* _WHAT THIS TASK INVOLVES_
What is needed is an exact copy of the line where "4).with_spawn(EntityKind::Player, CellCoord::new(1, 1));" appears plus every later line in the material.

****

use std::{fs, time::Duration};

use lunk_core::{CellCoord, EntityId, EntityKind, Event, ItemKind, RemovalCause, Steering};
use lunk_rendering::{TileLayer, TileSprite};
use lunk_simulation::{Simulation, SimulationConfig};
use lunk_tilemap::TileMap;
use lunk_world::{query, LevelConfig, LevelLayout, World};
use tempfile::TempDir;

fn simulation(layout: LevelLayout, level: LevelConfig, config: SimulationConfig) -> Simulation {
    let world = World::new(layout, level).expect("valid level");
    Simulation::new(world, config)
}

fn fifty_tps() -> SimulationConfig {
    SimulationConfig {
        target_tps: 50,
        ..SimulationConfig::default()
    }
}

fn index_of(events: &[Event], predicate: impl Fn(&Event) -> bool) -> Option<usize> {
    events.iter().position(predicate)
}

#[test]
fn stages_run_in_pipeline_order() {
    let layout = LevelLayout::open(12, 5)
        .with_spawn(EntityKind::Player, CellCoord::new(2, 2))
        .with_spawn(EntityKind::Item(ItemKind::Crystal), CellCoord::new(3, 2));
    let mut simulation = simulation(layout, LevelConfig::default(), SimulationConfig::default());

    let mut picked_up = false;
    for _ in 0..10 {
        let events = simulation.tick(Steering::None);
        let Some(removed) = index_of(&events, |event| {
            matches!(
                event,
                Event::EntityRemoved {
                    cause: RemovalCause::PickedUp,
                    ..
                }
            )
        }) else {
            continue;
        };
        let advanced = index_of(&events, |event| matches!(event, Event::TimeAdvanced { .. }))
            .expect("clock advanced");
        let moved = index_of(&events, |event| {
            matches!(event, Event::EntityMoved { entity, .. } if *entity == EntityId::new(0))
        })
        .expect("player moved");

        assert!(advanced < moved && moved < removed);
        picked_up = true;
        break;
    }

    assert!(picked_up, "the player never reached the crystal");
    assert!(query::entity(simulation.world(), EntityId::new(1)).is_none());
    assert_eq!(query::score(simulation.world()).score, 3);
}

#[test]
fn frames_are_converted_into_whole_ticks() {
    let layout = LevelLayout::open(8, 8).with_spawn(EntityKind::Player, CellCoord::new(1, 1));
    let mut simulation = simulation(layout, LevelConfig::default(), fifty_tps());
    assert_eq!(simulation.fixed_dt(), Duration::from_millis(20));

    let _ = simulation.advance(Duration::from_millis(50), Steering::None);
    assert_eq!(query::tick_index(simulation.world()), 2);

    let _ = simulation.advance(Duration::from_millis(30), Steering::None);
    assert_eq!(query::tick_index(simulation.world()), 4);
}

#[test]
fn running_out_of_boredom_stops_the_pipeline() {
    let layout = LevelLayout::open(8, 8).with_spawn(EntityKind::Player, CellCoord::new(1, 1));
    let level = LevelConfig {
        boredom_max: 3,
        decay_interval: Duration::from_millis(20),
        ..LevelConfig::default()
    };
    let mut simulation = simulation(layout, level, fifty_tps());

    let ran = simulation.run_headless(100, Steering::None);

    assert_eq!(ran, 3);
    assert!(query::level_ended(simulation.world()));
    assert!(simulation.tick(Steering::None).is_empty());
    assert_eq!(query::tick_index(simulation.world()), 3);
}

#[test]
fn camera_follows_the_player_across_the_level() {
    let layout = LevelLayout::open(60, 10).with_spawn(EntityKind::Player, CellCoord::new(5, 5));
    let mut simulation = simulation(layout, LevelConfig::default(), SimulationConfig::default());
    let start = simulation.camera().viewport().origin();

    let _ = simulation.run_headless(200, Steering::None);

    let origin = simulation.camera().viewport().origin();
    assert!(origin.x > start.x + 5.0, "camera stayed at {origin}");
    assert_eq!(origin.y, 0.0);
}

const MANIFEST: &str = r#"
name = "crooked"
boredom_max = 90
tile_size = 24

[layers]
landscape = "landscape.csv"
entities = "entities.csv"
decorations = "decorations.csv"

[tileset]
columns = 5
tile_count = 10
wall_codes = [3, 99]

[entity_codes]
player = 0
skeleton = 1
"#;

fn crooked_level() -> TempDir {
    let temp = TempDir::new().expect("temp");
    let write = |name: &str, contents: &str| {
        fs::write(temp.path().join(name), contents).expect("write level file");
    };
    write("level.toml", MANIFEST);
    write("landscape.csv", "3,3,3,3\n3,7,7,99\n3,7,7,99\n3,3,3,3\n");
    write("entities.csv", "-1,-1,-1,-1\n-1,0,-1,-1\n-1,-1,1,-1\n-1,-1,-1,-1\n");
    write("decorations.csv", "-1,-1,-1,-1\n-1,-1,8,-1\n-1,-1,-1,-1\n-1,-1,-1,-1\n");
    temp
}

#[test]
fn scenes_mirror_the_loaded_level() {
    let temp = crooked_level();
    let map = TileMap::load(temp.path().join("level.toml")).expect("tile map");
    let level = map.level_config();
    let mut simulation =
        Simulation::from_tilemap(map, level, SimulationConfig::default()).expect("simulation");

    let mut scene = simulation.scene().expect("scene");
    assert_eq!(scene.tile_grid.tile_length, 24.0);
    simulation.populate_scene(&mut scene);

    assert_eq!(scene.tiles.len(), 17);
    assert_eq!(scene.placeholder_count(), 2);
    assert!(scene.tiles.iter().any(|tile| {
        tile.layer == TileLayer::Decoration
            && tile.cell == CellCoord::new(2, 1)
            && tile.sprite == TileSprite::Atlas { column: 3, row: 1 }
    }));
    assert_eq!(scene.sprites.len(), 2);
    assert_eq!(scene.sprites[0].kind, EntityKind::Player);
    assert_eq!(scene.hud.boredom, 90);
    assert_eq!(scene.hud.boredom_max, 90);
    assert_eq!(
        scene.viewport_origin,
        simulation.camera().viewport().origin()
    );
    assert_eq!(simulation.placeholder_codes().collect::<Vec<_>>(), vec![99]);

    simulation.populate_scene(&mut scene);
    assert_eq!(scene.tiles.len(), 17);
    assert_eq!(simulation.placeholder_codes().count(), 1);
}

#[test]
fn restarting_rebuilds_the_level_from_its_tile_map() {
    let temp = crooked_level();
    let map = TileMap::load(temp.path().join("level.toml")).expect("tile map");
    let level = map.level_config();
    let mut simulation =
        Simulation::from_tilemap(map, level, SimulationConfig::default()).expect("simulation");
    let fresh = query::entity_view(simulation.world()).into_vec();

    let _ = simulation.run_headless(40, Steering::TurnLeft);
    let first_run = query::entity_view(simulation.world()).into_vec();
    assert_ne!(first_run, fresh);

    simulation.restart().expect("restart");
    assert_eq!(query::tick_index(simulation.world()), 0);
    assert_eq!(query::score(simulation.world()).boredom, 90);
    assert_eq!(query::entity_view(simulation.world()).into_vec(), fresh);
    assert!(simulation.tilemap().is_some());

    let _ = simulation.run_headless(40, Steering::TurnLeft);
    assert_eq!(query::entity_view(simulation.world()).into_vec(), first_run);
}

#[test]
fn restart_needs_a_tile_map() {
    let layout = LevelLayout::open(4, 4).with_spawn(EntityKind::Player, CellCoord::new(1, 1));
    let mut simulation = simulation(layout, LevelConfig::default(), SimulationConfig::default());
    let _ = simulation.run_headless(3, Steering::None);

    let error = simulation.restart().expect_err("no tile map to rebuild from");
    assert!(error.to_string().contains("tile map"));
    assert_eq!(query::tick_index(simulation.world()), 3);
}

****

* _OUTPUT FOR THIS EXERCISE_
    let layout = LevelLayout::open(4, 4).with_spawn(EntityKind::Player, CellCoord::new(1, 1));
    let mut simulation = simulation(layout, LevelConfig::default(), SimulationConfig::default());
    let _ = simulation.run_headless(3, Steering::None);

    let error = simulation.restart().expect_err("no tile map to rebuild from");
    assert!(error.to_string().contains("tile map"));
    assert_eq!(query::tick_index(simulation.world()), 3);
}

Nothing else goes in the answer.